Hat also der Patient aus noch so nachvollziehbaren Gründen kein Rezept, darf er das Arzneimittel nicht erhalten. Der Gesetzgeber sieht Ausnahmen nur für Akutfälle vor. Und das ist die Krux: Was unterscheidet einen medizinischen Notfall von einer Situation, in der die Anwendung des Arzneimittels „keinen Aufschub erlaubt“, wie es das Gesetz verlangt? Apotheker sind auch in diesem Bereich quasi gezwungen, sich in rechtlichen Graubereichen zu bewegen, zwischen Rezeptpflicht und unterlassener Hilfeleistung.

Aber die Wahrheit ist auch, dass die meisten Fälle sehr eindeutig gelagert sind: Die junge Frau muss die Pille nicht sofort bekommen. Selbst wenn dadurch der Abstand zur nächsten Einnahme zu groß für eine sichere Verhütung wird, es gibt bekanntermaßen andere Methoden. Streng betrachtet dürfte in den wenigsten Fällen die Anwendung des noch nicht verordneten Arzneimittels „keinen Aufschub“ mehr erlauben.

Und dennoch ist die Rx-Abgabe ohne Rezept in einigen Apotheken anscheinend an der Tagesordnung – und wird in Extremfällen sogar als Wettbewerbsinstrument eingesetzt.

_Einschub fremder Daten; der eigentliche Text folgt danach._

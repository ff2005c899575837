//! Derivation of the `x-cursor-checksum` header value from an access token.
//!
//! This reproduces the scheme observed on Cursor's own CLI traffic: a
//! half-hour-rounded, XOR-obfuscated timestamp prefix followed by two
//! SHA-256-derived hex segments taken from the token's JWT payload and the
//! full token string.

use base64::Engine;
use base64::engine::general_purpose::URL_SAFE_NO_PAD;
use sha2::Digest;
use sha2::Sha256;
use std::time::SystemTime;
use std::time::UNIX_EPOCH;

const ROUND_MS: u64 = 1_800_000;
const XOR_SEED: u8 = 165;

fn obfuscated_timestamp(now_ms: u64) -> [u8; 6] {
    let rounded_ms = now_ms - (now_ms % ROUND_MS);
    let timestamp = rounded_ms / 1_000_000;

    let mut bytes = [0u8; 6];
    let mut temp = timestamp;
    for b in bytes.iter_mut().rev() {
        *b = (temp & 0xff) as u8;
        temp >>= 8;
    }

    let mut key = XOR_SEED;
    for (i, b) in bytes.iter_mut().enumerate() {
        *b = (*b ^ key).wrapping_add(i as u8);
        key = *b;
    }
    bytes
}

fn sha256_hex8(data: &[u8]) -> String {
    format!("{:x}", Sha256::digest(data))[..8].to_string()
}

/// Compute the checksum header value for a given access token, using the
/// current wall-clock time rounded to the nearest 30-minute window.
pub fn generate_checksum(token: &str) -> String {
    generate_checksum_at(token, now_ms())
}

pub(crate) fn generate_checksum_at(token: &str, now_ms: u64) -> String {
    let parts: Vec<&str> = token.split('.').collect();
    let timestamp_bytes = obfuscated_timestamp(now_ms);

    let payload_hash = if parts.len() > 1 && !parts[1].is_empty() {
        sha256_hex8(parts[1].as_bytes())
    } else {
        "00000000".to_string()
    };
    let token_hash = sha256_hex8(token.as_bytes());

    format!(
        "{}{payload_hash}/{token_hash}",
        URL_SAFE_NO_PAD.encode(timestamp_bytes)
    )
}

fn now_ms() -> u64 {
    SystemTime::now()
        .duration_since(UNIX_EPOCH)
        .map(|d| d.as_millis() as u64)
        .unwrap_or(0)
}

#[cfg(test)]
mod tests {
    use super::*;

    #[test]
    fn checksum_is_stable_within_the_same_rounding_window() {
        let token = "header.payload123.sig";
        let a = generate_checksum_at(token, 1_800_000_000);
        let b = generate_checksum_at(token, 1_800_000_001);
        assert_eq!(a, b);
    }

    #[test]
    fn checksum_differs_across_rounding_windows() {
        let token = "header.payload123.sig";
        let a = generate_checksum_at(token, 0);
        let b = generate_checksum_at(token, ROUND_MS * 10);
        assert_ne!(a, b);
    }

    #[test]
    fn checksum_handles_token_without_dots() {
        let checksum = generate_checksum_at("opaque-api-key", 1_800_000_000);
        assert!(checksum.contains('/'));
    }
}
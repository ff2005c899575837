//! Per-exec-type result payloads nested inside `ExecClientMessage`. Field
//! orderings here are chosen to match the wire traces exactly (see the
//! `s4_shell_result_envelope_round_trips` test in `outbound.rs`); where a
//! trace doesn't pin down a field we don't otherwise need, we still reserve
//! its slot rather than renumber around it.

use cursor_wire::encode_signed32_as_varint;
use cursor_wire::fields::{
    find, parse_fields, write_bool_field, write_message_field, write_string_field,
    write_varint_field,
};

use crate::error::Result;

#[derive(Debug, Clone, Default, PartialEq, Eq)]
pub struct ShellResult {
    pub command: String,
    pub cwd: String,
    pub exit_code: i32,
    pub stderr: String,
    pub stdout: String,
    pub truncated: bool,
    pub exec_time_ms: u64,
}

impl ShellResult {
    pub fn encode(&self) -> Vec<u8> {
        let mut buf = Vec::new();
        write_string_field(&mut buf, 1, &self.command);
        write_string_field(&mut buf, 2, &self.cwd);
        write_varint_field(&mut buf, 3, encode_signed32_as_varint(self.exit_code));
        write_string_field(&mut buf, 4, &self.stderr);
        write_string_field(&mut buf, 5, &self.stdout);
        write_bool_field(&mut buf, 6, self.truncated);
        write_varint_field(&mut buf, 7, self.exec_time_ms);
        buf
    }

    pub fn decode(bytes: &[u8]) -> Result<Self> {
        let fields = parse_fields(bytes)?;
        Ok(ShellResult {
            command: find(&fields, 1).and_then(|f| f.as_str()).unwrap_or("").to_string(),
            cwd: find(&fields, 2).and_then(|f| f.as_str()).unwrap_or("").to_string(),
            exit_code: find(&fields, 3).and_then(|f| f.as_u64()).unwrap_or(0) as i32,
            stderr: find(&fields, 4).and_then(|f| f.as_str()).unwrap_or("").to_string(),
            stdout: find(&fields, 5).and_then(|f| f.as_str()).unwrap_or("").to_string(),
            truncated: find(&fields, 6).map(|f| f.as_bool()).unwrap_or(false),
            exec_time_ms: find(&fields, 7).and_then(|f| f.as_u64()).unwrap_or(0),
        })
    }
}

#[derive(Debug, Clone, Default, PartialEq, Eq)]
pub struct ReadResult {
    pub content: String,
    pub total_lines: u64,
    pub file_size: u64,
    pub truncated: bool,
}

impl ReadResult {
    pub fn encode(&self) -> Vec<u8> {
        let mut buf = Vec::new();
        write_string_field(&mut buf, 1, &self.content);
        write_varint_field(&mut buf, 2, self.total_lines);
        write_varint_field(&mut buf, 3, self.file_size);
        write_bool_field(&mut buf, 4, self.truncated);
        buf
    }

    pub fn decode(bytes: &[u8]) -> Result<Self> {
        let fields = parse_fields(bytes)?;
        Ok(ReadResult {
            content: find(&fields, 1).and_then(|f| f.as_str()).unwrap_or("").to_string(),
            total_lines: find(&fields, 2).and_then(|f| f.as_u64()).unwrap_or(0),
            file_size: find(&fields, 3).and_then(|f| f.as_u64()).unwrap_or(0),
            truncated: find(&fields, 4).map(|f| f.as_bool()).unwrap_or(false),
        })
    }
}

#[derive(Debug, Clone, Default, PartialEq, Eq)]
pub struct LsResult {
    pub files: String,
}

impl LsResult {
    pub fn encode(&self) -> Vec<u8> {
        let mut buf = Vec::new();
        write_string_field(&mut buf, 1, &self.files);
        buf
    }

    pub fn decode(bytes: &[u8]) -> Result<Self> {
        let fields = parse_fields(bytes)?;
        Ok(LsResult {
            files: find(&fields, 1).and_then(|f| f.as_str()).unwrap_or("").to_string(),
        })
    }
}

#[derive(Debug, Clone, Default, PartialEq, Eq)]
pub struct GrepResult {
    pub matches: Vec<String>,
}

impl GrepResult {
    pub fn encode(&self) -> Vec<u8> {
        let mut buf = Vec::new();
        for m in &self.matches {
            write_string_field(&mut buf, 1, m);
        }
        buf
    }

    pub fn decode(bytes: &[u8]) -> Result<Self> {
        let fields = parse_fields(bytes)?;
        let matches = fields
            .iter()
            .filter(|f| f.field_number == 1)
            .filter_map(|f| f.as_str())
            .map(|s| s.to_string())
            .collect();
        Ok(GrepResult { matches })
    }
}

#[derive(Debug, Clone, PartialEq, Eq)]
pub enum WriteResult {
    Success {
        lines_created: u64,
        file_size: u64,
        file_content_after_write: String,
    },
    Failure {
        error: String,
    },
}

impl Default for WriteResult {
    fn default() -> Self {
        WriteResult::Success {
            lines_created: 0,
            file_size: 0,
            file_content_after_write: String::new(),
        }
    }
}

impl WriteResult {
    pub fn encode(&self) -> Vec<u8> {
        let mut buf = Vec::new();
        match self {
            WriteResult::Success {
                lines_created,
                file_size,
                file_content_after_write,
            } => {
                let mut inner = Vec::new();
                write_varint_field(&mut inner, 1, *lines_created);
                write_varint_field(&mut inner, 2, *file_size);
                write_string_field(&mut inner, 3, file_content_after_write);
                write_message_field(&mut buf, 1, &inner);
            }
            WriteResult::Failure { error } => {
                let mut inner = Vec::new();
                write_string_field(&mut inner, 1, error);
                write_message_field(&mut buf, 2, &inner);
            }
        }
        buf
    }

    pub fn decode(bytes: &[u8]) -> Result<Self> {
        let fields = parse_fields(bytes)?;
        if let Some(f) = find(&fields, 2) {
            let inner = parse_fields(f.as_bytes().unwrap_or(&[]))?;
            return Ok(WriteResult::Failure {
                error: find(&inner, 1).and_then(|f| f.as_str()).unwrap_or("").to_string(),
            });
        }
        let inner = find(&fields, 1)
            .and_then(|f| f.as_bytes())
            .map(parse_fields)
            .transpose()?
            .unwrap_or_default();
        Ok(WriteResult::Success {
            lines_created: find(&inner, 1).and_then(|f| f.as_u64()).unwrap_or(0),
            file_size: find(&inner, 2).and_then(|f| f.as_u64()).unwrap_or(0),
            file_content_after_write: find(&inner, 3).and_then(|f| f.as_str()).unwrap_or("").to_string(),
        })
    }
}

#[derive(Debug, Clone, PartialEq, Eq)]
pub enum TextContentBlock {
    Text(String),
}

impl TextContentBlock {
    pub fn encode(&self) -> Vec<u8> {
        let mut buf = Vec::new();
        match self {
            TextContentBlock::Text(text) => write_string_field(&mut buf, 1, text),
        }
        buf
    }

    pub fn decode(bytes: &[u8]) -> Result<Self> {
        let fields = parse_fields(bytes)?;
        Ok(TextContentBlock::Text(
            find(&fields, 1).and_then(|f| f.as_str()).unwrap_or("").to_string(),
        ))
    }
}

#[derive(Debug, Clone, Default, PartialEq, Eq)]
pub struct McpCallResult {
    pub content: Vec<TextContentBlock>,
}

impl McpCallResult {
    pub fn encode(&self) -> Vec<u8> {
        let mut buf = Vec::new();
        for block in &self.content {
            write_message_field(&mut buf, 1, &block.encode());
        }
        buf
    }

    pub fn decode(bytes: &[u8]) -> Result<Self> {
        let fields = parse_fields(bytes)?;
        let mut content = Vec::new();
        for f in fields.iter().filter(|f| f.field_number == 1) {
            if let Some(b) = f.as_bytes() {
                content.push(TextContentBlock::decode(b)?);
            }
        }
        Ok(McpCallResult { content })
    }
}

#[derive(Debug, Clone, PartialEq, Eq)]
pub enum McpResult {
    Success(McpCallResult),
    Failure { error: String },
}

impl Default for McpResult {
    fn default() -> Self {
        McpResult::Success(McpCallResult::default())
    }
}

impl McpResult {
    pub fn text(text: impl Into<String>) -> McpResult {
        McpResult::Success(McpCallResult {
            content: vec![TextContentBlock::Text(text.into())],
        })
    }

    pub fn encode(&self) -> Vec<u8> {
        let mut buf = Vec::new();
        match self {
            McpResult::Success(result) => {
                let mut success = Vec::new();
                write_message_field(&mut success, 1, &result.encode());
                write_message_field(&mut buf, 1, &success);
            }
            McpResult::Failure { error } => {
                let mut inner = Vec::new();
                write_string_field(&mut inner, 1, error);
                write_message_field(&mut buf, 2, &inner);
            }
        }
        buf
    }

    pub fn decode(bytes: &[u8]) -> Result<Self> {
        let fields = parse_fields(bytes)?;
        if let Some(f) = find(&fields, 2) {
            let inner = parse_fields(f.as_bytes().unwrap_or(&[]))?;
            return Ok(McpResult::Failure {
                error: find(&inner, 1).and_then(|f| f.as_str()).unwrap_or("").to_string(),
            });
        }
        let success_bytes = find(&fields, 1).and_then(|f| f.as_bytes()).unwrap_or(&[]);
        let success_fields = parse_fields(success_bytes)?;
        let result_bytes = find(&success_fields, 1).and_then(|f| f.as_bytes()).unwrap_or(&[]);
        Ok(McpResult::Success(McpCallResult::decode(result_bytes)?))
    }
}

#[derive(Debug, Clone, Default, PartialEq, Eq)]
pub struct RequestContextResult;

impl RequestContextResult {
    pub fn encode(&self) -> Vec<u8> {
        Vec::new()
    }

    pub fn decode(_bytes: &[u8]) -> Result<Self> {
        Ok(RequestContextResult)
    }
}

#[cfg(test)]
mod tests {
    use super::*;
    use pretty_assertions::assert_eq;

    #[test]
    fn s3_mcp_result_wrap_matches_the_wire_vector() {
        let result = McpResult::text("test result");
        let encoded = result.encode();
        let expected = [
            0x0a, 0x11, 0x0a, 0x0f, 0x0a, 0x0d, 0x0a, 0x0b, 0x74, 0x65, 0x73, 0x74, 0x20, 0x72,
            0x65, 0x73, 0x75, 0x6c, 0x74,
        ];
        assert_eq!(encoded, expected);
        assert_eq!(McpResult::decode(&encoded).unwrap(), result);
    }

    #[test]
    fn shell_result_round_trips() {
        let r = ShellResult {
            command: "ls -la".into(),
            cwd: "/tmp".into(),
            exit_code: -1,
            stderr: "oops".into(),
            stdout: "".into(),
            truncated: true,
            exec_time_ms: 42,
        };
        assert_eq!(ShellResult::decode(&r.encode()).unwrap(), r);
    }

    #[test]
    fn write_result_failure_round_trips() {
        let r = WriteResult::Failure {
            error: "permission denied".into(),
        };
        assert_eq!(WriteResult::decode(&r.encode()).unwrap(), r);
    }
}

Der Bundesgerichtshof (BGH) musste erneut klarstellen, dass es so nicht geht, und dass Verstöße gegen die Rezeptpflicht nie eine Bagatelle sein können.

Apotheken tun sich wahrscheinlich leichter damit, diese Vorgabe zu befolgen. Denn sonst verlieren sie gegenüber ihren Kunden irgendwann jeden argumentativen Halt. Was sagt man dem Patienten, der seinen Blutdrucksenker beim letzten Mal einfach so vorab bekommen hat, wenn er beim nächsten Mal ein (noch) kritischeres Arzneimittel ohne Rezept verlangt? Darf er die BtM-Pflaster für seine Mutter gleich mitnehmen?

Pharmazeutischen Sachverstand anzuwenden ist das eine, aber der Weg zum Diagnosestellen ist dann nicht mehr weit. Apotheker, die sich zutrauen, hier immer überzeugend bleiben zu können, werden auch weiterhin eigenes Augenmaß anwenden. Aber sie müssen wissen, dass sie sich damit auch erpressbar machen. Und dass sie gegen das Gesetz verstoßen.

Die gesetzgeberische Lösung des Dilemmas wäre übrigens, dass die Apotheker bei Dauerverordnungen Folgerezepte ausstellen dürften. Eine schnellere Lösung für die Praxis wäre eine bessere Vernetzung mit den umliegenden Ärzten. Wenn von den Hauptverordnern eine Handynummer für Akutfälle in der Apotheke liegt, gibt es keine rechtlichen Probleme – und der Patient fühlt sich am Ende sogar bestens betreut.

Nur einen Blister herauszugeben und den Rest der Packung als Pfand zu behalten, mag zur Kundenerziehung ein probates Mittel sein. Mit Blick auf die Rezeptpflicht ist es aber nichts als Selbstbetrug. Die Apotheker achten auf der anderen Seite vollkommen zurecht darauf, dass die Apothekenpflicht beachtet wird. Sie sollten es an der Grenze zur Rezeptpflicht ebenfalls tun – zu ihrem eigenen Wohl.